== Dataset excerpts ==
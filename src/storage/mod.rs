use std::path::{Path, PathBuf};

use crate::{
    executor::predicate::{Predicate, Projection},
    storage::schema::TableSchema,
    types::{error::DatabaseError, row::Row, value::Value},
};

pub mod index;
pub mod memory;
pub mod schema;
pub mod table;

pub const SCHEMA_FILE_SUFFIX: &str = ".schema.json";
pub const DATA_FILE_SUFFIX: &str = ".dat";
pub const INDEX_FILE_SUFFIX: &str = ".idx";

pub fn schema_file_path(dir: &Path, table_name: &str) -> PathBuf {
    dir.join(format!("{}{}", table_name, SCHEMA_FILE_SUFFIX))
}

pub fn data_file_path(dir: &Path, table_name: &str) -> PathBuf {
    dir.join(format!("{}{}", table_name, DATA_FILE_SUFFIX))
}

pub fn index_file_path(dir: &Path, table_name: &str, column_name: &str) -> PathBuf {
    dir.join(format!("{}_{}{}", table_name, column_name, INDEX_FILE_SUFFIX))
}

/// Operations every table backend supports
pub trait RowStore {
    fn schema(&self) -> &TableSchema;

    /// Append one row; `values` must line up with the schema's columns
    fn insert(&mut self, values: Vec<Value>) -> Result<(), DatabaseError>;

    /// Matching rows, shaped by `projection`
    fn select(
        &self,
        projection: &Projection,
        predicate: Option<&Predicate>,
    ) -> Result<Vec<Row>, DatabaseError>;

    /// Remove matching rows (all rows without a predicate), returning how many went
    fn delete(&mut self, predicate: Option<&Predicate>) -> Result<usize, DatabaseError>;

    fn row_count(&self) -> Result<usize, DatabaseError>;
}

== Action item ==
Report the number of lines in the material above holding the word "usize", without anything else.

== Exercise output ==
2